[[ Data extract, beginning ]]
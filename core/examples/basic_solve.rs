use lapmatch::{build_report, CostMatrix, SolveConfig};
use std::fs;

fn usage() -> ! {
    eprintln!("Usage: basic_solve <MATRIX.json> [N]");
    eprintln!("  MATRIX.json: array of rows of numbers; null marks a forbidden pairing");
    eprintln!("  N: optionally print only the first N pairs");
    std::process::exit(2);
}

fn main() -> Result<(), Box<dyn std::error::Error>> {
    let mut args = std::env::args().skip(1);
    let path = args.next().unwrap_or_else(|| usage());
    let show_n: Option<usize> = args.next().map(|s| s.parse()).transpose()?;

    let text = fs::read_to_string(&path)?;
    let rows: Vec<Vec<Option<f64>>> = serde_json::from_str(&text)?;
    let matrix = CostMatrix::from_rows(&rows)?;

    let assignment = matrix.solve(&SolveConfig::default())?;
    let report = build_report(&matrix, &assignment);

    println!("complete: {}", report.complete);
    println!("assigned: {} of {}", report.assigned, report.rows.min(report.cols));
    println!("total cost: {}", report.total_cost);

    let limit = show_n.unwrap_or(report.pairs.len());
    for (i, pair) in report.pairs.iter().take(limit).enumerate() {
        println!("{:>4}: row {} -> col {}  cost {}", i, pair.row, pair.col, pair.cost);
    }

    Ok(())
}
mod commands;
mod output;

use clap::{Parser, Subcommand, ValueEnum};
use lapmatch::SolveError;
use std::process::ExitCode;

#[derive(Parser)]
#[command(name = "lapmatch")]
#[command(about = "Solve minimum-cost assignment problems over cost matrices")]
#[command(version)]
pub struct Cli {
    #[command(subcommand)]
    pub command: Commands,
}

#[derive(Subcommand)]
pub enum Commands {
    #[command(about = "Solve a cost matrix and print the assignment")]
    Solve {
        #[arg(help = "Path to the matrix file (JSON rows of numbers; null marks a forbidden pairing)")]
        matrix: String,
        #[arg(long, short, value_enum, default_value = "text", help = "Output format")]
        format: OutputFormat,
        #[arg(long, help = "Maximize total cost instead of minimizing (negates costs around the solve)")]
        maximize: bool,
        #[arg(long, help = "Use exact zero comparison (only safe for integer-valued costs)")]
        exact: bool,
        #[arg(long, value_name = "TOL", help = "Absolute tolerance for zero tests")]
        tolerance: Option<f64>,
        #[arg(long, short, help = "Quiet mode: only show the summary line")]
        quiet: bool,
        #[arg(long, short, help = "Verbose mode: echo the padded cost matrix")]
        verbose: bool,
    },
    #[command(about = "Show information about a matrix file")]
    Info {
        #[arg(help = "Path to the matrix file")]
        matrix: String,
    },
}

#[derive(Clone, Copy, ValueEnum, PartialEq, Eq)]
pub enum OutputFormat {
    Text,
    Json,
}

fn main() -> ExitCode {
    let cli = Cli::parse();

    let result = match cli.command {
        Commands::Solve {
            matrix,
            format,
            maximize,
            exact,
            tolerance,
            quiet,
            verbose,
        } => commands::solve::run(&matrix, format, maximize, exact, tolerance, quiet, verbose),
        Commands::Info { matrix } => commands::info::run(&matrix),
    };

    match result {
        Ok(code) => code,
        Err(err) => {
            if let Some(solve_err) = err.downcast_ref::<SolveError>() {
                eprintln!("error: {solve_err}");
                ExitCode::from(3)
            } else {
                eprintln!("error: {err:#}");
                ExitCode::from(2)
            }
        }
    }
}
//! JSON projection of solve results.

use crate::matrix::CostMatrix;
use crate::solve::{AssignedPair, Assignment};
use serde::Serialize;

/// A solve result paired with the shape of the instance it came from, for
/// consumers that need completeness without re-deriving it.
#[derive(Debug, Clone, PartialEq, Serialize)]
pub struct SolveReport {
    pub rows: u32,
    pub cols: u32,
    pub assigned: usize,
    pub complete: bool,
    pub total_cost: f64,
    pub pairs: Vec<AssignedPair>,
}

/// Builds a [`SolveReport`] from a solved assignment and the matrix it was
/// solved against.
pub fn build_report(matrix: &CostMatrix, assignment: &Assignment) -> SolveReport {
    SolveReport {
        rows: matrix.nrows(),
        cols: matrix.ncols(),
        assigned: assignment.len(),
        complete: assignment.is_complete_for(matrix),
        total_cost: assignment.total_cost,
        pairs: assignment.pairs.clone(),
    }
}

pub fn serialize_report(report: &SolveReport) -> serde_json::Result<String> {
    serde_json::to_string(report)
}

pub fn serialize_assignment(assignment: &Assignment) -> serde_json::Result<String> {
    serde_json::to_string(assignment)
}
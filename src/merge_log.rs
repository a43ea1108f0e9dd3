//! Merge event logging.
//!
//! When `debug_logging` is enabled in the project config, every merge attempt
//! is appended as a JSONL line to `.taskmerge/merge-events.jsonl`. Committed
//! merges record their diff counts; failed ones record the stage and kind.

use crate::config::ProjectConfig;
use crate::paths;
use crate::reconcile::{MergeDiff, MergeError, OperationKind};
use crate::tasks::NodeRef;
use serde::Serialize;
use std::fs::{self, OpenOptions};
use std::io::Write;
use std::path::{Path, PathBuf};

/// Maximum log file size before rotation (1MB).
const MAX_LOG_SIZE: u64 = 1_048_576;

/// Node counts of a committed merge.
#[derive(Debug, Clone, PartialEq, Eq, Serialize)]
pub struct DiffCounts {
    /// Nodes created.
    pub added: usize,
    /// Nodes whose fields changed.
    pub changed: usize,
    /// Changes rerouted into a new node.
    pub redirected: usize,
    /// Changes dropped on protected nodes.
    pub rejected: usize,
}

impl From<&MergeDiff> for DiffCounts {
    fn from(diff: &MergeDiff) -> Self {
        Self {
            added: diff.added().len(),
            changed: diff.changed().len(),
            redirected: diff.redirected().len(),
            rejected: diff.rejected().len(),
        }
    }
}

/// How a merge attempt ended.
#[derive(Debug, Clone, PartialEq, Eq, Serialize)]
#[serde(tag = "result", rename_all = "snake_case")]
pub enum EventOutcome {
    /// The new graph was committed.
    Committed {
        /// Human-readable diff summary.
        summary: String,
        /// Per-kind node counts.
        counts: DiffCounts,
    },
    /// Nothing was committed.
    Failed {
        /// Pipeline stage, or `invoking` when the model call itself failed.
        stage: String,
        /// Failure kind.
        kind: String,
        /// Full error message.
        message: String,
    },
}

/// One line of the merge event log.
#[derive(Debug, Clone, PartialEq, Eq, Serialize)]
pub struct MergeEvent {
    /// RFC 3339 timestamp.
    pub timestamp: String,
    /// The operation attempted.
    pub operation: OperationKind,
    /// The targeted node, if the operation has one.
    #[serde(skip_serializing_if = "Option::is_none")]
    pub target: Option<String>,
    /// What happened.
    #[serde(flatten)]
    pub outcome: EventOutcome,
}

impl MergeEvent {
    fn now(operation: OperationKind, target: Option<NodeRef>, outcome: EventOutcome) -> Self {
        Self {
            timestamp: chrono::Utc::now().to_rfc3339(),
            operation,
            target: target.map(|node| node.to_string()),
            outcome,
        }
    }

    /// Event for a committed merge.
    #[must_use]
    pub fn committed(operation: OperationKind, target: Option<NodeRef>, diff: &MergeDiff) -> Self {
        Self::now(
            operation,
            target,
            EventOutcome::Committed { summary: diff.summary(), counts: DiffCounts::from(diff) },
        )
    }

    /// Event for a merge the engine refused.
    #[must_use]
    pub fn rejected(target: Option<NodeRef>, err: &MergeError) -> Self {
        Self::now(
            err.operation,
            target,
            EventOutcome::Failed {
                stage: err.stage.to_string(),
                kind: err.failure.kind().to_string(),
                message: err.to_string(),
            },
        )
    }

    /// Event for a model invocation that returned an error.
    #[must_use]
    pub fn invocation_failed(
        operation: OperationKind,
        target: Option<NodeRef>,
        message: &str,
    ) -> Self {
        Self::now(
            operation,
            target,
            EventOutcome::Failed {
                stage: "invoking".to_string(),
                kind: "model_error".to_string(),
                message: message.to_string(),
            },
        )
    }
}

/// Appends merge events to a JSONL file.
#[derive(Debug, Clone)]
pub struct MergeLog {
    path: PathBuf,
}

impl MergeLog {
    /// Log to an explicit file.
    #[must_use]
    pub fn new(path: impl Into<PathBuf>) -> Self {
        Self { path: path.into() }
    }

    /// The project's merge log, if `debug_logging` is enabled.
    #[must_use]
    pub fn for_project(base_dir: &Path, config: &ProjectConfig) -> Option<Self> {
        config.debug_logging.then(|| Self::new(paths::merge_log_path(base_dir)))
    }

    /// The log file path.
    #[must_use]
    pub fn path(&self) -> &Path {
        &self.path
    }

    /// Append an event.
    ///
    /// Errors are silently ignored; logging never breaks a merge.
    pub fn record(&self, event: &MergeEvent) {
        if let Some(parent) = self.path.parent() {
            if fs::create_dir_all(parent).is_err() {
                return;
            }
        }

        if let Ok(metadata) = fs::metadata(&self.path) {
            if metadata.len() > MAX_LOG_SIZE {
                let _ = fs::rename(&self.path, self.path.with_extension("jsonl.old"));
            }
        }

        let Ok(line) = serde_json::to_string(event) else {
            return;
        };
        let Ok(mut file) = OpenOptions::new().create(true).append(true).open(&self.path) else {
            return;
        };
        let _ = writeln!(file, "{line}");
    }

    /// Read back every event as raw JSON, skipping malformed lines.
    #[must_use]
    pub fn read(&self) -> Vec<serde_json::Value> {
        let Ok(content) = fs::read_to_string(&self.path) else {
            return Vec::new();
        };
        content.lines().filter_map(|line| serde_json::from_str(line).ok()).collect()
    }
}
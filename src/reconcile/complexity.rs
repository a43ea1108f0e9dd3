//! Complexity analysis results.
//!
//! An analyze-complexity response is a list of per-task scores. It never
//! changes the graph; it becomes a [`ComplexityReport`] that callers use to
//! decide which tasks to expand and into how many subtasks.

use super::failure::Problem;
use super::schema::Checker;
use crate::tasks::TaskGraph;
use schemars::JsonSchema;
use serde::{Deserialize, Serialize};
use serde_json::Value;
use std::collections::{BTreeMap, BTreeSet};

/// Lowest and highest accepted complexity score.
pub const SCORE_RANGE: std::ops::RangeInclusive<f64> = 1.0..=10.0;

/// One task's complexity assessment.
#[derive(Debug, Clone, PartialEq, Serialize, Deserialize, JsonSchema)]
#[serde(rename_all = "camelCase")]
pub struct ComplexityEntry {
    /// The assessed task.
    pub task_id: u32,
    /// Title of the assessed task, as the model saw it.
    pub task_title: String,
    /// Score from 1 (trivial) to 10 (very complex).
    pub complexity_score: f64,
    /// Suggested number of subtasks.
    pub recommended_subtasks: u32,
    /// Prompt to use when expanding this task.
    pub expansion_prompt: String,
    /// Why the score was given.
    pub reasoning: String,
}

impl Checker {
    /// analyze-complexity: a bare array of entries, unique by task ID.
    pub(crate) fn complexity(&mut self, value: &Value) -> Option<Vec<ComplexityEntry>> {
        let items = self.array(value, "")?;

        let entries: Vec<Option<ComplexityEntry>> = items
            .iter()
            .enumerate()
            .map(|(i, item)| self.complexity_entry(item, &format!("[{i}]")))
            .collect();

        let mut seen = BTreeSet::new();
        for (i, entry) in entries.iter().enumerate() {
            if let Some(entry) = entry {
                if !seen.insert(entry.task_id) {
                    self.push(format!("[{i}].taskId"), Problem::Invalid {
                        reason: format!("duplicate entry for task {}", entry.task_id),
                    });
                }
            }
        }

        entries.into_iter().collect()
    }

    fn complexity_entry(&mut self, value: &Value, prefix: &str) -> Option<ComplexityEntry> {
        let obj = self.object(value, prefix)?;
        let task_id = self.id(obj, "taskId", prefix);
        let task_title = self.string(obj, "taskTitle", prefix, false);
        let complexity_score = self.number_in_range(obj, "complexityScore", prefix, SCORE_RANGE);
        let recommended_subtasks = self.positive_integer(obj, "recommendedSubtasks", prefix);
        let expansion_prompt = self.string(obj, "expansionPrompt", prefix, false);
        let reasoning = self.string(obj, "reasoning", prefix, false);

        Some(ComplexityEntry {
            task_id: task_id?,
            task_title: task_title?,
            complexity_score: complexity_score?,
            recommended_subtasks: recommended_subtasks?,
            expansion_prompt: expansion_prompt?,
            reasoning: reasoning?,
        })
    }
}

/// A validated complexity analysis, keyed by task ID.
#[derive(Debug, Clone, PartialEq, Serialize, Deserialize)]
#[serde(rename_all = "camelCase")]
pub struct ComplexityReport {
    /// When the report was produced (RFC 3339).
    pub generated_at: String,
    /// Entries for tasks that exist in the graph.
    pub entries: BTreeMap<u32, ComplexityEntry>,
    /// Task IDs the model scored that are not in the graph.
    #[serde(default, skip_serializing_if = "Vec::is_empty")]
    pub unknown_task_ids: Vec<u32>,
}

impl ComplexityReport {
    /// Build a report, setting aside entries for tasks the graph lacks.
    #[must_use]
    pub fn new(graph: &TaskGraph, entries: Vec<ComplexityEntry>) -> Self {
        let known = graph.task_ids();
        let mut report = Self {
            generated_at: chrono::Utc::now().to_rfc3339(),
            entries: BTreeMap::new(),
            unknown_task_ids: Vec::new(),
        };
        for entry in entries {
            if known.contains(&entry.task_id) {
                report.entries.insert(entry.task_id, entry);
            } else {
                report.unknown_task_ids.push(entry.task_id);
            }
        }
        report
    }

    /// Entries scoring at or above `threshold`, most complex first.
    #[must_use]
    pub fn tasks_above(&self, threshold: f64) -> Vec<&ComplexityEntry> {
        let mut above: Vec<&ComplexityEntry> =
            self.entries.values().filter(|e| e.complexity_score >= threshold).collect();
        above.sort_by(|a, b| {
            b.complexity_score
                .total_cmp(&a.complexity_score)
                .then(a.task_id.cmp(&b.task_id))
        });
        above
    }

    /// The entry for one task, if it was scored.
    #[must_use]
    pub fn recommendation(&self, task_id: u32) -> Option<&ComplexityEntry> {
        self.entries.get(&task_id)
    }
}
[[ Data extract, end ]]
Of the lines above, copy each that contains "first".

    eprintln!("  N: optionally print only the first N pairs");
    /// Entries scoring at or above `threshold`, most complex first.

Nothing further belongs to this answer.